Tutorial - Visual Attention for Action Recognition
Action recognition is the task of inferring various actions from video clips. This feels like a natural extension of image classification task to multiple frames. The final decision on the class membership is being made by fusing the information from all the processed frames. Reasoning about a video remains a challenging task because of high computational cost (it takes more resources to processes three-dimensional data structures than 2D tensors), difficulty of capturing spatio-temporal context across frames (especially problematic when the position of a camera changes rapidly) or the difficulty of obtaining a useful, specialized dataset (it is much easier and cheaper to collect vast amounts of independent images then image sequences).
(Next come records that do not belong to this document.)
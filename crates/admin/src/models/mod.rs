//! Back-office models.
//!
//! Shop records come from `jouwwinkel_core::models`; this module holds the
//! admin account and what the session carries.

pub mod admin_user;
pub mod session;

pub use admin_user::{AdminRole, AdminUser};
pub use session::{CurrentAdmin, Flash, FlashKind, keys as session_keys};
//! Cart pricing.
//!
//! The session cart only holds references. Every view re-reads the catalog
//! and turns entries into [`PricedLine`]s; entries that can no longer be sold
//! are dropped from the cart.

use std::collections::{HashMap, HashSet};

use chrono::{DateTime, Utc};
use rust_decimal::Decimal;
use sqlx::PgConnection;

use jouwwinkel_core::cart::{Cart, CartItem, CartTotals, PricedLine, ShippingRule};
use jouwwinkel_core::coupon::{Coupon, CouponError};
use jouwwinkel_core::models::{Combo, ComboItem, Product, Variant};
use jouwwinkel_core::{ComboId, ProductId, VariantId};

use crate::db::{RepositoryError, catalog, combos, coupons};

/// Current catalog rows for everything a cart references.
#[derive(Debug, Default)]
pub struct CatalogSnapshot {
    pub products: HashMap<ProductId, Product>,
    pub variants: HashMap<VariantId, Variant>,
    /// Products that are only sold through a variant.
    pub with_variants: HashSet<ProductId>,
    pub combos: HashMap<ComboId, Combo>,
    pub combo_items: HashMap<ComboId, Vec<ComboItem>>,
}

impl CatalogSnapshot {
    /// Load the rows a cart needs, combo components included.
    ///
    /// # Errors
    ///
    /// Returns `RepositoryError::Database` if a query fails.
    pub async fn load(conn: &mut PgConnection, cart: &Cart) -> Result<Self, RepositoryError> {
        let mut product_ids = Vec::new();
        let mut variant_ids = Vec::new();
        let mut combo_ids = Vec::new();
        for entry in cart.entries() {
            match entry.item {
                CartItem::Product {
                    product_id,
                    variant_id,
                } => {
                    product_ids.push(product_id);
                    variant_ids.extend(variant_id);
                }
                CartItem::Combo { combo_id } => combo_ids.push(combo_id),
            }
        }

        let combo_rows = combos::combos_by_ids(&mut *conn, &combo_ids).await?;
        let item_rows = combos::items_for(&mut *conn, &combo_ids).await?;
        product_ids.extend(item_rows.iter().map(|i| i.product_id));
        product_ids.sort_unstable_by_key(ProductId::as_i32);
        product_ids.dedup();

        let products = catalog::products_by_ids(&mut *conn, &product_ids).await?;
        let variants = catalog::variants_by_ids(&mut *conn, &variant_ids).await?;
        let with_variants = catalog::products_with_variants(&mut *conn, &product_ids).await?;

        let mut combo_items: HashMap<ComboId, Vec<ComboItem>> = HashMap::new();
        for item in item_rows {
            combo_items.entry(item.combo_id).or_default().push(item);
        }

        Ok(Self {
            products: products.into_iter().map(|p| (p.id, p)).collect(),
            variants: variants.into_iter().map(|v| (v.id, v)).collect(),
            with_variants,
            combos: combo_rows.into_iter().map(|c| (c.id, c)).collect(),
            combo_items,
        })
    }

    /// An active product that can be bought without choosing a variant.
    fn plain_product(&self, id: ProductId) -> Option<&Product> {
        self.products
            .get(&id)
            .filter(|p| p.is_active && !self.with_variants.contains(&id))
    }

    /// Price one cart entry, or `None` when it can no longer be sold.
    fn price(&self, item: CartItem, quantity: u32) -> Option<PricedLine> {
        match item {
            CartItem::Product {
                product_id,
                variant_id: None,
            } => {
                let product = self.plain_product(product_id)?;
                Some(PricedLine {
                    item,
                    title: product.name.clone(),
                    slug: product.slug.clone(),
                    variant_label: None,
                    image_url: product.primary_image().map(str::to_owned),
                    unit_price: product.price,
                    quantity,
                    available: Some(units(product.stock)),
                })
            }
            CartItem::Product {
                product_id,
                variant_id: Some(variant_id),
            } => {
                let product = self.products.get(&product_id).filter(|p| p.is_active)?;
                let variant = self
                    .variants
                    .get(&variant_id)
                    .filter(|v| v.product_id == product_id)?;
                Some(PricedLine {
                    item,
                    title: product.name.clone(),
                    slug: product.slug.clone(),
                    variant_label: Some(variant.label()),
                    image_url: product.primary_image().map(str::to_owned),
                    unit_price: variant.unit_price(product),
                    quantity,
                    available: Some(units(variant.stock)),
                })
            }
            CartItem::Combo { combo_id } => {
                let combo = self.combos.get(&combo_id).filter(|c| c.is_active)?;
                let items = self.combo_items.get(&combo_id).filter(|i| !i.is_empty())?;
                let mut available = u32::MAX;
                for component in items {
                    let product = self.plain_product(component.product_id)?;
                    let per_combo = u32::try_from(component.quantity).ok().filter(|q| *q > 0)?;
                    available = available.min(units(product.stock) / per_combo);
                }
                Some(PricedLine {
                    item,
                    title: combo.name.clone(),
                    slug: combo.slug.clone(),
                    variant_label: None,
                    image_url: combo.image_url.clone(),
                    unit_price: combo.price,
                    quantity,
                    available: Some(available),
                })
            }
        }
    }
}

fn units(stock: i32) -> u32 {
    u32::try_from(stock).unwrap_or(0)
}

/// Price every cart entry against a snapshot.
///
/// Returns the sellable lines in cart order and the items that had to be
/// dropped.
#[must_use]
pub fn build_lines(cart: &Cart, snapshot: &CatalogSnapshot) -> (Vec<PricedLine>, Vec<CartItem>) {
    let mut lines = Vec::with_capacity(cart.entries().len());
    let mut dropped = Vec::new();
    for entry in cart.entries() {
        match snapshot.price(entry.item, entry.quantity) {
            Some(line) => lines.push(line),
            None => dropped.push(entry.item),
        }
    }
    (lines, dropped)
}

/// A cart ready for display.
#[derive(Debug, Clone, Default)]
pub struct PricedCart {
    pub lines: Vec<PricedLine>,
    /// Entries removed because they can no longer be sold.
    pub dropped: usize,
    /// The coupon counted in the totals.
    pub coupon: Option<Coupon>,
    /// Why the cart's coupon code is not counted.
    pub coupon_error: Option<CouponError>,
    pub totals: CartTotals,
    pub free_shipping_remaining: Option<Decimal>,
}

impl PricedCart {
    #[must_use]
    pub fn is_empty(&self) -> bool {
        self.lines.is_empty()
    }

    /// The first line asking for more than is in stock.
    #[must_use]
    pub fn short_line(&self) -> Option<&PricedLine> {
        self.lines.iter().find(|l| l.is_short())
    }
}

/// Discount for the cart's coupon code, or the reason it does not apply.
fn apply_coupon(
    coupon: Option<Coupon>,
    subtotal: Decimal,
    now: DateTime<Utc>,
) -> Result<(Coupon, Decimal), CouponError> {
    let coupon = coupon.ok_or(CouponError::Unknown)?;
    let discount = coupon.discount_for(subtotal, now)?;
    Ok((coupon, discount))
}

/// Re-price the session cart.
///
/// Unsellable entries are removed from `cart`. A coupon that no longer
/// applies stays in the cart but is reported and left out of the totals.
///
/// # Errors
///
/// Returns `RepositoryError::Database` if a query fails.
pub async fn price_cart(
    conn: &mut PgConnection,
    cart: &mut Cart,
    rule: &ShippingRule,
    now: DateTime<Utc>,
) -> Result<PricedCart, RepositoryError> {
    let snapshot = CatalogSnapshot::load(&mut *conn, cart).await?;
    let (lines, dropped) = build_lines(cart, &snapshot);
    if !dropped.is_empty() {
        cart.retain(|item| !dropped.contains(item));
        tracing::debug!(dropped = dropped.len(), "Dropped unsellable cart entries");
    }

    let subtotal: Decimal = lines.iter().map(PricedLine::line_total).sum();
    let (coupon, coupon_error, discount) = match cart.coupon_code() {
        Some(code) if !lines.is_empty() => {
            let found = coupons::by_code(&mut *conn, code).await?;
            match apply_coupon(found, subtotal, now) {
                Ok((coupon, discount)) => (Some(coupon), None, discount),
                Err(e) => (None, Some(e), Decimal::ZERO),
            }
        }
        _ => (None, None, Decimal::ZERO),
    };

    let totals = CartTotals::compute(&lines, discount, rule);
    let free_shipping_remaining = if lines.is_empty() {
        None
    } else {
        rule.remaining_for_free(totals.subtotal - totals.discount)
    };

    Ok(PricedCart {
        lines,
        dropped: dropped.len(),
        coupon,
        coupon_error,
        totals,
        free_shipping_remaining,
    })
}

#[cfg(test)]
#[allow(clippy::unwrap_used)]
mod tests {
    use chrono::TimeZone;
    use jouwwinkel_core::{CategoryId, CouponId, DiscountType};

    use super::*;

    fn ts() -> DateTime<Utc> {
        Utc.with_ymd_and_hms(2026, 3, 1, 12, 0, 0).unwrap()
    }

    fn product(id: i32, cents: i64, stock: i32) -> Product {
        Product {
            id: ProductId::new(id),
            category_id: Some(CategoryId::new(1)),
            name: format!("Product {id}"),
            slug: format!("product-{id}"),
            description: String::new(),
            price: Decimal::new(cents, 2),
            compare_at_price: None,
            stock,
            image_urls: vec![format!("/media/{id}.jpg")],
            is_featured: false,
            is_active: true,
            created_at: ts(),
            updated_at: ts(),
        }
    }

    fn variant(id: i32, product_id: i32, stock: i32) -> Variant {
        Variant {
            id: VariantId::new(id),
            product_id: ProductId::new(product_id),
            option_values: vec!["Red".to_owned(), "M".to_owned()],
            sku: None,
            price_override: Some(Decimal::new(1500, 2)),
            stock,
        }
    }

    fn combo(id: i32, cents: i64) -> Combo {
        Combo {
            id: ComboId::new(id),
            name: format!("Combo {id}"),
            slug: format!("combo-{id}"),
            description: String::new(),
            image_url: None,
            price: Decimal::new(cents, 2),
            is_active: true,
            created_at: ts(),
            updated_at: ts(),
        }
    }

    fn snapshot() -> CatalogSnapshot {
        let mut snap = CatalogSnapshot::default();
        for p in [product(1, 1000, 5), product(2, 2000, 7), product(3, 500, 9)] {
            snap.products.insert(p.id, p);
        }
        snap.with_variants.insert(ProductId::new(2));
        snap.variants.insert(VariantId::new(10), variant(10, 2, 3));
        snap.combos.insert(ComboId::new(1), combo(1, 1800));
        snap.combo_items.insert(
            ComboId::new(1),
            vec![
                ComboItem {
                    combo_id: ComboId::new(1),
                    product_id: ProductId::new(1),
                    quantity: 2,
                },
                ComboItem {
                    combo_id: ComboId::new(1),
                    product_id: ProductId::new(3),
                    quantity: 1,
                },
            ],
        );
        snap
    }

    #[test]
    fn test_plain_product_line() {
        let mut cart = Cart::new();
        cart.add(CartItem::product(ProductId::new(1), None), 2);
        let (lines, dropped) = build_lines(&cart, &snapshot());
        assert!(dropped.is_empty());
        assert_eq!(lines[0].unit_price, Decimal::new(1000, 2));
        assert_eq!(lines[0].available, Some(5));
        assert_eq!(lines[0].image_url.as_deref(), Some("/media/1.jpg"));
    }

    #[test]
    fn test_variant_line_uses_override_and_variant_stock() {
        let mut cart = Cart::new();
        cart.add(
            CartItem::product(ProductId::new(2), Some(VariantId::new(10))),
            1,
        );
        let (lines, _) = build_lines(&cart, &snapshot());
        assert_eq!(lines[0].unit_price, Decimal::new(1500, 2));
        assert_eq!(lines[0].available, Some(3));
        assert_eq!(lines[0].variant_label.as_deref(), Some("Red / M"));
    }

    #[test]
    fn test_product_with_variants_needs_a_variant() {
        let mut cart = Cart::new();
        let item = CartItem::product(ProductId::new(2), None);
        cart.add(item, 1);
        let (lines, dropped) = build_lines(&cart, &snapshot());
        assert!(lines.is_empty());
        assert_eq!(dropped, vec![item]);
    }

    #[test]
    fn test_variant_of_another_product_is_dropped() {
        let mut cart = Cart::new();
        cart.add(
            CartItem::product(ProductId::new(1), Some(VariantId::new(10))),
            1,
        );
        let (lines, dropped) = build_lines(&cart, &snapshot());
        assert!(lines.is_empty());
        assert_eq!(dropped.len(), 1);
    }

    #[test]
    fn test_inactive_and_missing_items_are_dropped() {
        let mut snap = snapshot();
        snap.products.get_mut(&ProductId::new(3)).unwrap().is_active = false;

        let mut cart = Cart::new();
        cart.add(CartItem::product(ProductId::new(3), None), 1);
        cart.add(CartItem::product(ProductId::new(99), None), 1);
        cart.add(CartItem::product(ProductId::new(1), None), 1);

        let (lines, dropped) = build_lines(&cart, &snap);
        assert_eq!(lines.len(), 1);
        assert_eq!(dropped.len(), 2);
    }

    #[test]
    fn test_combo_availability_is_limited_by_components() {
        let mut cart = Cart::new();
        cart.add(CartItem::combo(ComboId::new(1)), 1);
        let (lines, _) = build_lines(&cart, &snapshot());
        // product 1: 5 in stock, 2 per combo
        assert_eq!(lines[0].available, Some(2));
        assert_eq!(lines[0].unit_price, Decimal::new(1800, 2));
    }

    #[test]
    fn test_combo_with_inactive_component_is_dropped() {
        let mut snap = snapshot();
        snap.products.get_mut(&ProductId::new(3)).unwrap().is_active = false;
        let mut cart = Cart::new();
        cart.add(CartItem::combo(ComboId::new(1)), 1);
        let (lines, dropped) = build_lines(&cart, &snap);
        assert!(lines.is_empty());
        assert_eq!(dropped.len(), 1);
    }

    #[test]
    fn test_negative_stock_reads_as_zero() {
        let mut snap = snapshot();
        snap.products.get_mut(&ProductId::new(1)).unwrap().stock = -4;
        let mut cart = Cart::new();
        cart.add(CartItem::product(ProductId::new(1), None), 1);
        let (lines, _) = build_lines(&cart, &snap);
        assert_eq!(lines[0].available, Some(0));
        assert!(lines[0].is_short());
    }

    #[test]
    fn test_apply_coupon() {
        let coupon = Coupon {
            id: CouponId::new(1),
            code: "WELKOM10".to_owned(),
            description: String::new(),
            discount_type: DiscountType::Percentage,
            value: Decimal::new(10, 0),
            min_order_amount: None,
            max_discount: None,
            usage_limit: None,
            times_used: 0,
            starts_at: None,
            expires_at: None,
            is_active: true,
            created_at: ts(),
        };
        let (_, discount) = apply_coupon(Some(coupon), Decimal::new(5000, 2), ts()).unwrap();
        assert_eq!(discount, Decimal::new(500, 2));
        assert_eq!(
            apply_coupon(None, Decimal::ONE, ts()).unwrap_err(),
            CouponError::Unknown
        );
    }
}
Independently of the action recognition problem, the machine learning community observed a surge of scientific work which uses soft attention model - introduced initially for machine translation by Bahdanau et. al 20141 . It has gotten more attention then its sibling, hard attention, because of its deterministic behavior and simplicity. The intuition behind the attention mechanism can be easily explained using human perception. Our visual processing system tends to focus selectively on parts of the receptive field while ignoring other irrelevant information. This helps us to filter out noise and effectively reason about the surrounding world. Similarly, in several problems involving language, speech or vision, some parts of the input can be more relevant compared to others. For instance, in translation and summarization tasks, only certain words in the input sequence may be relevant for predicting the next word.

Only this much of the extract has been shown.